▸ TASK
Restate the lines exactly, starting at the line that contains "impl<R> Clone for" and finishing with the final line of the records.

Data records
--------------------

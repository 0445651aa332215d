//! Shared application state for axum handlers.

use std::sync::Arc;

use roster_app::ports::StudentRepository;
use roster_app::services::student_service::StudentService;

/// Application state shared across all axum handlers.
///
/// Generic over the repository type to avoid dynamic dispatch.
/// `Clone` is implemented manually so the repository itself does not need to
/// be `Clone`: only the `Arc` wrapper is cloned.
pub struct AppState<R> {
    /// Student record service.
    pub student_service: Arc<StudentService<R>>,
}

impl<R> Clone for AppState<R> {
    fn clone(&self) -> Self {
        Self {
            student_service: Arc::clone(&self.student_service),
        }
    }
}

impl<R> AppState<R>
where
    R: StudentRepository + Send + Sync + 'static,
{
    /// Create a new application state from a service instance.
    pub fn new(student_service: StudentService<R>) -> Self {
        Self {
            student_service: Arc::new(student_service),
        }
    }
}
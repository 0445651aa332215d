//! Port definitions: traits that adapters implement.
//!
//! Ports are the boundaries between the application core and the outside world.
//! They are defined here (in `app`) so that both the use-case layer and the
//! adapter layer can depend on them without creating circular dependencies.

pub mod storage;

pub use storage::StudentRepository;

--------------------

▸ WORKED SOLUTION
impl<R> Clone for AppState<R> {
    fn clone(&self) -> Self {
        Self {
            student_service: Arc::clone(&self.student_service),
        }
    }
}

impl<R> AppState<R>
where
    R: StudentRepository + Send + Sync + 'static,
{
    /// Create a new application state from a service instance.
    pub fn new(student_service: StudentService<R>) -> Self {
        Self {
            student_service: Arc::new(student_service),
        }
    }
}
repository 0445651aa332215d
//! Port definitions: traits that adapters implement.
//!
//! Ports are the boundaries between the application core and the outside world.
//! They are defined here (in `app`) so that both the use-case layer and the
//! adapter layer can depend on them without creating circular dependencies.

pub mod storage;

pub use storage::StudentRepository;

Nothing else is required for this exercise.